*ABOUT THIS EXERCISE:*
Go through the data and report how many lines include the word "whatever", giving only the number.

(DATA RECORDS)

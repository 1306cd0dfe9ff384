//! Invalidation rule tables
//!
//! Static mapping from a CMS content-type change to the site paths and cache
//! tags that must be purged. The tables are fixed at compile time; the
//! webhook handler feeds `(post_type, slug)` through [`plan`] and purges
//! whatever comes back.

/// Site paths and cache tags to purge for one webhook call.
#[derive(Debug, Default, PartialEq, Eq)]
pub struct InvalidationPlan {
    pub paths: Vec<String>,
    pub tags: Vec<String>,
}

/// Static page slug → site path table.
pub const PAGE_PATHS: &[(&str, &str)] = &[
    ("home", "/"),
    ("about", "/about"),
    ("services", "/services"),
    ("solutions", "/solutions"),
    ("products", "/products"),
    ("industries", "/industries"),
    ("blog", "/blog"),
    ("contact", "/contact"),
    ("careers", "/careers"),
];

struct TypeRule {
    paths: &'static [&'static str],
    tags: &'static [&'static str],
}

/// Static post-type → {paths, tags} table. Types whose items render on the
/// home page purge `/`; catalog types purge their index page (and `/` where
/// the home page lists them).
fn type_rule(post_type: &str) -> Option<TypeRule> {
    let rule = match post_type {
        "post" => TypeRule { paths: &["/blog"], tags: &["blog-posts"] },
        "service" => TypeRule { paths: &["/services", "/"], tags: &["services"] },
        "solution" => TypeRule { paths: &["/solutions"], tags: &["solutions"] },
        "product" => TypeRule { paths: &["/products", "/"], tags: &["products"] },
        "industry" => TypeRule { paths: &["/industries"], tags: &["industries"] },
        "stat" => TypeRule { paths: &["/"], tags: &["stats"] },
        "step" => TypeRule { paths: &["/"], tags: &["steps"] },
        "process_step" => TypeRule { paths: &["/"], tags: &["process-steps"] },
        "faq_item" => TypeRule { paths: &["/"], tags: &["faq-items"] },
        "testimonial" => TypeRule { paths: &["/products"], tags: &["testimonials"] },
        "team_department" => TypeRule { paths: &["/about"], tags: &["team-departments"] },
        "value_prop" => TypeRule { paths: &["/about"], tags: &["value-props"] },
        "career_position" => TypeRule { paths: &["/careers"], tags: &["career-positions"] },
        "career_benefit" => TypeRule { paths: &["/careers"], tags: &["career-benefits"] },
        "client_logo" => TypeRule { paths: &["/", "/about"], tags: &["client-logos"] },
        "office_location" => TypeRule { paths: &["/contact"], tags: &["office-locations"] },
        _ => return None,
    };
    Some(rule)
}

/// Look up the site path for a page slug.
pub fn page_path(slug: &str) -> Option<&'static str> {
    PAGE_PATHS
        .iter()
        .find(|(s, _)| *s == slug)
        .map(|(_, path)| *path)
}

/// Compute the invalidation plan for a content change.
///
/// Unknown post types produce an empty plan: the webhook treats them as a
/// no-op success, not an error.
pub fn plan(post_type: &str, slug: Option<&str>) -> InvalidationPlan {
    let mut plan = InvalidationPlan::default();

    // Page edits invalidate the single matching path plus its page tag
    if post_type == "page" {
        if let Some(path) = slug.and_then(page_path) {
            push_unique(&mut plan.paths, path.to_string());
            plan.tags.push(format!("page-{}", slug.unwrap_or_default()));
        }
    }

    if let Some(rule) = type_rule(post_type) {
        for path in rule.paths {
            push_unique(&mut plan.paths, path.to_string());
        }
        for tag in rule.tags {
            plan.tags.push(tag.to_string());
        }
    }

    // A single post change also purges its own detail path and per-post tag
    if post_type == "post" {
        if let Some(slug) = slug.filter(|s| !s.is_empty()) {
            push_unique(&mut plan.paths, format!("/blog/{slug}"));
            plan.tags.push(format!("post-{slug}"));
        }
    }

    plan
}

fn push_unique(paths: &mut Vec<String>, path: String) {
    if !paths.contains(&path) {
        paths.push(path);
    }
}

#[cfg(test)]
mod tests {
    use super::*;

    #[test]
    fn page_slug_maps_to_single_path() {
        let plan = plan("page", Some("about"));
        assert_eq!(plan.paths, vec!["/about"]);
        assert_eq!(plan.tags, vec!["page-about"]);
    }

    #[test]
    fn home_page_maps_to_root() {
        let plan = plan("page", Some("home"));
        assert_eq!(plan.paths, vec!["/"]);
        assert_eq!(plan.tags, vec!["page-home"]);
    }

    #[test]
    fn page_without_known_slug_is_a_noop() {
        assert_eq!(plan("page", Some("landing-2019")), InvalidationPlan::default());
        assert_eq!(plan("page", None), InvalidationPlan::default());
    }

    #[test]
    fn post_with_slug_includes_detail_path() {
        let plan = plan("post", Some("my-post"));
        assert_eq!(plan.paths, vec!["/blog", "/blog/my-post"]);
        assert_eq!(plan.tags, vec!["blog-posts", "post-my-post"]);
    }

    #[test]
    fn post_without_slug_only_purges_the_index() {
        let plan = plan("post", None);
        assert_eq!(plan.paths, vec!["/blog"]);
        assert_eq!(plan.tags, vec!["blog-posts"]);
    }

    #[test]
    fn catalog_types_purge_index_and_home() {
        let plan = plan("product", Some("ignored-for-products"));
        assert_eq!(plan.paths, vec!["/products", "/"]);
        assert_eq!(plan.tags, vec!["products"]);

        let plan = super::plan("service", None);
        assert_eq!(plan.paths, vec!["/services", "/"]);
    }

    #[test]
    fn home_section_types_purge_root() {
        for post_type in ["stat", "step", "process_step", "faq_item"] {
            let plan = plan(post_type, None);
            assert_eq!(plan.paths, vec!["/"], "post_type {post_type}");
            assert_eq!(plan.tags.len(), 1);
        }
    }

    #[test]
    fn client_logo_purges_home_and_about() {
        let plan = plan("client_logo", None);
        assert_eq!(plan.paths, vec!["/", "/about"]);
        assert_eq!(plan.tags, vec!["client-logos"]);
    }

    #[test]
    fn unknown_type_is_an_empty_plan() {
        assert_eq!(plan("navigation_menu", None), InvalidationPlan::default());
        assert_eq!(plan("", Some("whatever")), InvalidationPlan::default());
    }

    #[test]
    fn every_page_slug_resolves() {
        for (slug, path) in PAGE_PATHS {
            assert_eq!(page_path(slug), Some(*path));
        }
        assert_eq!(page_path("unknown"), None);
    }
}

(End DATA RECORDS)

*COMPLETED TASK:*
2